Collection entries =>
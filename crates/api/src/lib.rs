//! Fermix classification API server
//!
//! Library half of the `fermix-api` binary: router, handlers and
//! configuration, exposed so integration tests can drive the real router.

pub mod api;
pub mod config;
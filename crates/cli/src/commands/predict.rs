//! Prediction command

use anyhow::{bail, Context, Result};
use clap::ValueEnum;
use colored::Colorize;
use serde_json::{Map, Value};
use std::path::Path;
use tabled::{settings::Style, Table, Tabled};

use crate::client::{ApiClient, PredictionOutput};
use crate::output::{
    color_confidence, color_label, format_probability, print_info, print_json, OutputFormat,
};

/// Model variant to run
#[derive(Debug, Clone, Copy, ValueEnum)]
pub enum ModelChoice {
    /// Random forest
    Rf,
    /// Gradient-boosted trees
    Lgbm,
}

impl ModelChoice {
    fn as_str(&self) -> &'static str {
        match self {
            ModelChoice::Rf => "rf",
            ModelChoice::Lgbm => "lgbm",
        }
    }
}

/// Row for the explanation table
#[derive(Tabled)]
struct TopFeatureRow {
    #[tabled(rename = "Feature")]
    feature: String,
    #[tabled(rename = "Value")]
    value: String,
    #[tabled(rename = "Importance")]
    importance: String,
}

/// Parse a `name=value` feature argument
pub fn parse_feature(raw: &str) -> Result<(String, f64), String> {
    let (name, value) = raw
        .split_once('=')
        .ok_or_else(|| format!("expected name=value, got '{}'", raw))?;
    let name = name.trim();
    if name.is_empty() {
        return Err(format!("missing feature name in '{}'", raw));
    }
    let value: f64 = value
        .trim()
        .parse()
        .map_err(|_| format!("feature '{}' needs a numeric value, got '{}'", name, value))?;
    Ok((name.to_string(), value))
}

/// Build the request body. Values from `--feature` override the file;
/// `model_type` is omitted when no model was chosen so the server default applies.
fn build_payload(
    base: Option<Map<String, Value>>,
    features: &[(String, f64)],
    model: Option<ModelChoice>,
) -> Result<Map<String, Value>> {
    let mut body = base.unwrap_or_default();
    for (name, value) in features {
        let number = serde_json::Number::from_f64(*value)
            .with_context(|| format!("feature '{}' is not finite", name))?;
        body.insert(name.clone(), Value::Number(number));
    }
    if let Some(model) = model {
        body.insert("model_type".to_string(), Value::String(model.as_str().to_string()));
    }
    Ok(body)
}

fn read_features_file(path: &Path) -> Result<Map<String, Value>> {
    let contents = std::fs::read_to_string(path)
        .with_context(|| format!("Failed to read {}", path.display()))?;
    match serde_json::from_str::<Value>(&contents)
        .with_context(|| format!("Failed to parse {}", path.display()))?
    {
        Value::Object(map) => Ok(map),
        _ => bail!("{} must contain a JSON object of feature values", path.display()),
    }
}

/// Classify one candidate
pub async fn predict(
    client: &ApiClient,
    model: Option<ModelChoice>,
    features: Vec<(String, f64)>,
    json_file: Option<&Path>,
    format: OutputFormat,
) -> Result<()> {
    let base = json_file.map(read_features_file).transpose()?;
    let body = build_payload(base, &features, model)?;

    let result: PredictionOutput = client.post("predict", &body).await?;

    match format {
        OutputFormat::Json => print_json(&result)?,
        OutputFormat::Table => {
            println!("{}", "Prediction".bold());
            println!("{}", "=".repeat(50));
            println!("Model:             {}", result.model_used.cyan());
            println!(
                "Classification:    {} (class {})",
                color_label(&result.predicted_label),
                result.predicted_class
            );
            println!("Confidence:        {}", color_confidence(result.confidence));
            println!(
                "P(confirmed):      {}",
                format_probability(result.probability_confirmed)
            );
            println!(
                "P(false positive): {}",
                format_probability(result.probability_false_positive)
            );
            println!();

            if result.top_features.is_empty() {
                print_info("No supplied features are known to the model");
            } else {
                let rows: Vec<TopFeatureRow> = result
                    .top_features
                    .iter()
                    .map(|t| TopFeatureRow {
                        feature: t.feature.clone(),
                        value: t.value.to_string(),
                        importance: format!("{:.4}", t.importance),
                    })
                    .collect();
                println!("{}", "Top contributing features".bold());
                println!("{}", Table::new(rows).with(Style::rounded()));
            }
        }
    }

    Ok(())
}
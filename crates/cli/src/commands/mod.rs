//! Subcommand implementations

pub mod dataset;
pub mod predict;
pub mod status;
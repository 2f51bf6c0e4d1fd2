//! Fermix API - exoplanet candidate classification service
//!
//! Loads the trained model pair once at startup and serves predictions,
//! dataset pages and model statistics over HTTP.

use anyhow::Result;
use fermix_api::{
    api::{self, AppState, SERVICE_VERSION},
    config::{LogFormat, ServerConfig},
};
use fermix_lib::{DatasetStore, ModelCache, Predictor, ServingMetrics, StructuredLogger};
use std::sync::Arc;
use tracing::{error, info};
use tracing_subscriber::{fmt, prelude::*, EnvFilter};

fn init_tracing(format: LogFormat) {
    let filter = EnvFilter::try_from_default_env().unwrap_or_else(|_| EnvFilter::new("info"));
    match format {
        LogFormat::Json => tracing_subscriber::registry()
            .with(filter)
            .with(fmt::layer().json())
            .init(),
        LogFormat::Pretty => tracing_subscriber::registry()
            .with(filter)
            .with(fmt::layer().pretty())
            .init(),
    }
}

#[tokio::main]
async fn main() -> Result<()> {
    // Configuration decides the log format, so it is read first
    let config = ServerConfig::load()?;
    init_tracing(config.log_format);

    let default_variant = config.default_variant()?;
    let logger = StructuredLogger::new("fermix-api");
    logger.log_startup(
        SERVICE_VERSION,
        &config.models_dir.display().to_string(),
        config.api_port,
    );

    // Load models before accepting traffic; on failure the service still
    // starts and predictions answer 503
    let mut cache = ModelCache::new(config.artifact_paths());
    match cache.load() {
        Ok(()) => {
            if let (Ok(schema), Ok(metadata)) = (cache.schema(), cache.metadata()) {
                logger.log_models_loaded(schema.len(), &metadata.created_utc);
            }
        }
        Err(e) => logger.log_load_failure(&e.to_string()),
    }
    let metrics = ServingMetrics::new();
    metrics.set_models_loaded(cache.is_loaded());

    let datasets = DatasetStore::load(
        &config.sample_dataset_path(),
        &config.clean_dataset_path(),
        config.max_page_size,
    );

    let state = AppState::new(
        Predictor::new(Arc::new(cache)),
        Arc::new(datasets),
        config.clone(),
        default_variant,
    );
    let app_state = Arc::new(state);
    let api_handle = tokio::spawn(api::serve(config.api_port, app_state));

    tokio::select! {
        result = api_handle => {
            match result {
                Ok(Ok(())) => info!("API server stopped"),
                Ok(Err(e)) => {
                    error!(error = %e, "API server failed");
                    return Err(e);
                }
                Err(e) => {
                    error!(error = %e, "API server task panicked");
                    return Err(e.into());
                }
            }
        }
        _ = tokio::signal::ctrl_c() => {
            logger.log_shutdown("SIGINT received");
            info!("Shutting down");
        }
    }

    Ok(())
}
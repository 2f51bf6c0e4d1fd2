//! Per-variant model manifest
//!
//! A manifest carries the feature importances and either an inline tree
//! ensemble or a reference to an ONNX graph next to it:
//!
//! ```json
//! { "feature_importances": [0.12, 0.03],
//!   "model": { "format": "tree_ensemble", "aggregation": "mean_probability", "trees": [...] } }
//! { "feature_importances": [0.12, 0.03],
//!   "model": { "format": "onnx", "path": "model_lgbm.onnx" } }
//! ```

use super::{parse_artifact, read_artifact, FeatureSchema, ModelArtifact};
use crate::error::LoadError;
use crate::models::ModelVariant;
use crate::predictor::{Classifier, EnsembleSpec, OnnxClassifier, TreeEnsemble};
use serde::Deserialize;
use sha2::{Digest, Sha256};
use std::path::{Path, PathBuf};
use tracing::info;

/// How the classifier itself is stored
#[derive(Debug, Clone, Deserialize)]
#[serde(tag = "format", rename_all = "snake_case")]
pub enum ModelSpec {
    TreeEnsemble(EnsembleSpec),
    Onnx { path: PathBuf },
}

#[derive(Debug, Clone, Deserialize)]
pub struct ModelManifest {
    pub feature_importances: Vec<f64>,
    pub model: ModelSpec,
}

impl ModelManifest {
    /// Read a manifest, returning it with the SHA-256 of its bytes
    pub fn load(path: &Path) -> Result<(Self, String), LoadError> {
        let bytes = read_artifact(path)?;
        let digest = hex::encode(Sha256::digest(&bytes));
        let manifest = parse_artifact(path, &bytes)?;
        Ok((manifest, digest))
    }

    /// Validate against the schema and build the runnable artifact.
    ///
    /// ONNX paths are resolved relative to the manifest's directory.
    pub fn build(
        self,
        variant: ModelVariant,
        manifest_path: &Path,
        schema: &FeatureSchema,
        digest: String,
    ) -> Result<ModelArtifact, LoadError> {
        if self.feature_importances.len() != schema.len() {
            return Err(LoadError::invalid(
                manifest_path,
                format!(
                    "{} feature importances for {} schema features",
                    self.feature_importances.len(),
                    schema.len()
                ),
            ));
        }
        if let Some(bad) = self.feature_importances.iter().find(|v| !v.is_finite()) {
            return Err(LoadError::invalid(
                manifest_path,
                format!("non-finite feature importance {}", bad),
            ));
        }

        let classifier: Box<dyn Classifier> = match self.model {
            ModelSpec::TreeEnsemble(spec) => {
                let ensemble = TreeEnsemble::new(spec, schema.len())
                    .map_err(|reason| LoadError::invalid(manifest_path, reason))?;
                info!(
                    model = %variant,
                    trees = ensemble.tree_count(),
                    "Tree ensemble loaded"
                );
                Box::new(ensemble)
            }
            ModelSpec::Onnx { path } => {
                let onnx_path = manifest_path
                    .parent()
                    .map(|dir| dir.join(&path))
                    .unwrap_or(path);
                info!(model = %variant, path = %onnx_path.display(), "Loading ONNX model");
                Box::new(OnnxClassifier::load(&onnx_path, schema.len())?)
            }
        };

        Ok(ModelArtifact::new(
            variant,
            classifier,
            self.feature_importances,
            digest,
        ))
    }
}
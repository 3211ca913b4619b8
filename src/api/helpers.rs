//! Common helper functions for the route handlers.
//!
//! Responses are Lambda proxy envelopes: a status code plus an optional
//! body string, JSON-encoded except where a route promises plain text.

use serde_json::{Value, json};

// ============================================================================
// Response Builders
// ============================================================================

/// Bare acknowledgment for the chat webhook.
///
/// Telegram only inspects the status; the envelope carries no body field
/// at all.
#[must_use]
pub fn ack() -> Value {
    json!({ "statusCode": 200 })
}

/// Returns a 200 OK response with a JSON body.
#[must_use]
pub fn ok_json(body: &Value) -> Value {
    json!({ "statusCode": 200, "body": body.to_string() })
}

/// Returns an error response with the given status code and message.
#[must_use]
pub fn err_response(status_code: u16, message: &str) -> Value {
    json!({
        "statusCode": status_code,
        "body": json!({ "error": message }).to_string()
    })
}

/// Returns the 404 for unrecognized paths; the body is plain text, not JSON.
#[must_use]
pub fn route_not_found() -> Value {
    json!({ "statusCode": 404, "body": "Route not found." })
}
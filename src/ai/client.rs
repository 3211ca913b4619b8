//! Bedrock model client module
//!
//! Encapsulates the `InvokeModel` interaction for generating Pokédex
//! entries. One invocation per lookup; no retries, no streaming.

use async_trait::async_trait;
use aws_sdk_bedrockruntime::Client as BedrockClient;
use aws_sdk_bedrockruntime::primitives::Blob;
use serde_json::{Value, json};
use tracing::info;

use crate::core::models::SpeciesRecord;
use crate::errors::BotError;

/// Model invoked when `BEDROCK_MODEL_ID` is not set.
pub const DEFAULT_MODEL_ID: &str = "anthropic.claude-3-sonnet-20240229-v1:0";

const ANTHROPIC_VERSION: &str = "bedrock-2023-05-31";
const MAX_OUTPUT_TOKENS: u32 = 200;

/// Entry generation seam. Production uses [`BedrockSummarizer`]; tests
/// substitute canned implementations.
#[async_trait]
pub trait Summarizer: Send + Sync {
    async fn summarize(&self, record: &SpeciesRecord) -> Result<String, BotError>;
}

/// Bedrock-backed entry generator.
pub struct BedrockSummarizer {
    client: BedrockClient,
    model_id: String,
}

impl BedrockSummarizer {
    #[must_use]
    pub fn new(client: BedrockClient, model_id: String) -> Self {
        Self { client, model_id }
    }
}

/// Build the entry-writing prompt around the record's facts.
///
/// The facts travel as a JSON object so the model sees unambiguous field
/// boundaries regardless of what is in the name or ability strings.
#[must_use]
pub fn build_prompt(record: &SpeciesRecord) -> String {
    let facts = json!({
        "name": record.name,
        "types": record.types,
        "abilities": record.abilities,
    });

    format!(
        "You are a Pokédex expert. Given the following data about a Pokémon: {facts}. \
         Write a friendly and concise summary (3 sentences maximum) as if it were a \
         Pokédex entry."
    )
}

/// Pull the first text segment out of an anthropic-format response payload.
pub fn extract_entry_text(payload: &Value) -> Result<String, BotError> {
    payload
        .get("content")
        .and_then(|c| c.as_array())
        .and_then(|content| content.first())
        .and_then(|part| part.get("text"))
        .and_then(|t| t.as_str())
        .map(ToString::to_string)
        .ok_or_else(|| BotError::ModelError("no text content in model response".to_string()))
}

#[async_trait]
impl Summarizer for BedrockSummarizer {
    /// Generate the Pokédex entry for one species record.
    ///
    /// # Errors
    ///
    /// Returns `ModelError` when the invocation fails or the response
    /// carries no text segment.
    async fn summarize(&self, record: &SpeciesRecord) -> Result<String, BotError> {
        let prompt = build_prompt(record);

        #[cfg(feature = "debug-logs")]
        info!("Using Bedrock prompt:\n{}", prompt);

        #[cfg(not(feature = "debug-logs"))]
        info!(model_id = %self.model_id, "Generating entry for '{}'", record.name);

        let body = json!({
            "anthropic_version": ANTHROPIC_VERSION,
            "max_tokens": MAX_OUTPUT_TOKENS,
            "messages": [{
                "role": "user",
                "content": [{ "type": "text", "text": prompt }],
            }],
        });

        let request_body = serde_json::to_vec(&body)
            .map_err(|e| BotError::ModelError(format!("failed to encode request: {e}")))?;

        let response = self
            .client
            .invoke_model()
            .model_id(&self.model_id)
            .content_type("application/json")
            .accept("application/json")
            .body(Blob::new(request_body))
            .send()
            .await
            .map_err(|e| BotError::ModelError(format!("invoke_model: {e}")))?;

        let payload: Value = serde_json::from_slice(response.body().as_ref())
            .map_err(|e| BotError::ModelError(format!("invalid response body: {e}")))?;

        extract_entry_text(&payload)
    }
}

#[cfg(test)]
mod tests {
    use super::*;

    fn sample_record() -> SpeciesRecord {
        SpeciesRecord {
            name: "pikachu".to_string(),
            types: vec!["electric".to_string()],
            abilities: vec!["static".to_string(), "lightning-rod".to_string()],
            image_url: None,
        }
    }

    #[test]
    fn test_build_prompt_embeds_facts_as_json() {
        let prompt = build_prompt(&sample_record());

        assert!(prompt.contains("\"name\":\"pikachu\""));
        assert!(prompt.contains("\"types\":[\"electric\"]"));
        assert!(prompt.contains("lightning-rod"));
    }

    #[test]
    fn test_build_prompt_keeps_instructions() {
        let prompt = build_prompt(&sample_record());

        assert!(prompt.contains("Pokédex expert"));
        assert!(prompt.contains("3 sentences maximum"));
    }

    #[test]
    fn test_extract_entry_text_reads_first_segment() {
        let payload = json!({
            "content": [
                { "type": "text", "text": "Pikachu stores electricity in its cheeks." },
                { "type": "text", "text": "Trailing segment." }
            ]
        });

        let text = extract_entry_text(&payload).unwrap();
        assert_eq!(text, "Pikachu stores electricity in its cheeks.");
    }

    #[test]
    fn test_extract_entry_text_rejects_textless_payloads() {
        let payloads = [
            json!({}),
            json!({ "content": [] }),
            json!({ "content": "not an array" }),
            json!({ "content": [{ "type": "text" }] }),
            json!({ "content": [{ "type": "text", "text": 42 }] }),
        ];

        for payload in &payloads {
            match extract_entry_text(payload) {
                Err(BotError::ModelError(msg)) => assert!(msg.contains("no text content")),
                other => panic!("expected ModelError for {}, got {:?}", payload, other),
            }
        }
    }
}
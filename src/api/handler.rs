//! Lambda handler - thin router over the two public routes.
//!
//! This module handles:
//! - Path classification (webhook vs public lookup vs unknown)
//! - The chat route: look up, generate, notify, always acknowledge
//! - The public route: look up, generate, return the entry as JSON

use lambda_runtime::{Error, LambdaEvent};
use serde_json::{Value, json};
use tracing::{error, info};

use super::event::{ChatCommand, ChatUpdate, PublicRequest, RequestEvent, request_path};
use super::helpers;
use crate::bot::PokedexBot;
use crate::core::models::SpeciesRecord;
use crate::errors::BotError;

pub use self::function_handler as handler;

/// Lambda handler for the single entry point.
///
/// # Errors
///
/// Never fails in practice: every outcome, including an internal error, is
/// normalized into a status/body response envelope.
#[tracing::instrument(level = "info", skip(bot, event))]
pub async fn function_handler(
    bot: &PokedexBot,
    event: LambdaEvent<Value>,
) -> Result<Value, Error> {
    info!(
        request_id = %event.context.request_id,
        path = request_path(&event.payload).unwrap_or("<none>"),
        "Received request"
    );

    Ok(dispatch(bot, &event.payload).await)
}

/// Route one raw payload to its handler.
pub async fn dispatch(bot: &PokedexBot, payload: &Value) -> Value {
    match RequestEvent::from_payload(payload) {
        RequestEvent::Chat(update) => handle_chat(bot, &update).await,
        RequestEvent::Public(request) => handle_public(bot, &request).await,
        RequestEvent::Unknown => helpers::route_not_found(),
    }
}

// ============================================================================
// Chat route
// ============================================================================

async fn handle_chat(bot: &PokedexBot, update: &ChatUpdate) -> Value {
    let Some(command) = update.command() else {
        // Non-text updates (joins, stickers, edits) are acknowledged and
        // otherwise ignored.
        return helpers::ack();
    };

    match fetch_entry(bot, &command.text).await {
        Ok((record, entry)) => deliver_entry(bot, &command, &record, &entry).await,
        Err(e) => {
            error!("Chat lookup for '{}' failed: {}", command.text, e);
            notify(bot, command.chat_id, &failure_text(&e, &command.text)).await;
        }
    }

    // Telegram must see a 200 no matter what happened above, or it keeps
    // re-delivering the update.
    helpers::ack()
}

/// Send the sprite (when there is one) and then the entry text, in that
/// order. Delivery failures are logged and swallowed.
async fn deliver_entry(
    bot: &PokedexBot,
    command: &ChatCommand,
    record: &SpeciesRecord,
    entry: &str,
) {
    if let Some(photo_url) = record.image_url.as_deref() {
        if let Err(e) = bot.messenger().send_photo(command.chat_id, photo_url).await {
            error!("Failed to send photo: {}", e);
        }
    }

    notify(bot, command.chat_id, entry).await;
}

/// Fire-and-forget text notification.
async fn notify(bot: &PokedexBot, chat_id: i64, text: &str) {
    if let Err(e) = bot.messenger().send_message(chat_id, text).await {
        error!("Failed to send message: {}", e);
    }
}

/// Text the chat user sees in place of an entry, chosen by error kind.
fn failure_text(error: &BotError, query: &str) -> String {
    match error {
        BotError::NotFound(_) => {
            format!("Sorry! I couldn't find '{query}' in the Pokédex.")
        }
        BotError::UpstreamError(_) => {
            "There was a problem with the PokeAPI. Please try again later.".to_string()
        }
        BotError::ModelError(_) => {
            "I found that Pokémon but couldn't write its entry. Please try again.".to_string()
        }
        BotError::ConfigError(_) | BotError::MessagingError(_) => {
            "Oops! Something went wrong. Please try again.".to_string()
        }
    }
}

// ============================================================================
// Public route
// ============================================================================

async fn handle_public(bot: &PokedexBot, request: &PublicRequest) -> Value {
    let Some(name) = request.pokemon_name() else {
        return helpers::err_response(400, "pokemon_name is required");
    };

    // Every failure surfaces as a 500 carrying the error text; only the
    // chat route discriminates kinds.
    match fetch_entry(bot, name).await {
        Ok((_, entry)) => helpers::ok_json(&json!({ "pokedex_entry": entry })),
        Err(e) => {
            error!("Public lookup for '{}' failed: {}", name, e);
            helpers::err_response(500, &e.to_string())
        }
    }
}

/// Look the species up and generate its Pokédex entry.
async fn fetch_entry(bot: &PokedexBot, name: &str) -> Result<(SpeciesRecord, String), BotError> {
    let record = bot.species().lookup(name).await?;
    let entry = bot.summarizer().summarize(&record).await?;
    Ok((record, entry))
}
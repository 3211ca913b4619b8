//! All model-backed generation functionality

pub mod client;

// Re-export main types for convenience
pub use client::{BedrockSummarizer, DEFAULT_MODEL_ID, Summarizer, build_prompt};
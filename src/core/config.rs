use std::env;

#[derive(Debug, Clone, Default)]
pub struct AppConfig {
    pub telegram_secret_arn: Option<String>,
    pub bedrock_model_id: Option<String>,
}

impl AppConfig {
    /// Snapshot the environment. Nothing is required at startup; the secret
    /// ARN is checked when the token is first needed so the webhook route
    /// can still acknowledge updates on a misconfigured deployment.
    #[must_use]
    pub fn from_env() -> Self {
        Self {
            telegram_secret_arn: env::var("TELEGRAM_SECRET_ARN").ok(),
            bedrock_model_id: env::var("BEDROCK_MODEL_ID").ok(),
        }
    }
}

Work request => Reproduce each line of the data containing the word "carries".

Problem solution =>
//! A manifest carries the feature importances and either an inline tree
/// Telegram only inspects the status; the envelope carries no body field
    /// carries no text segment.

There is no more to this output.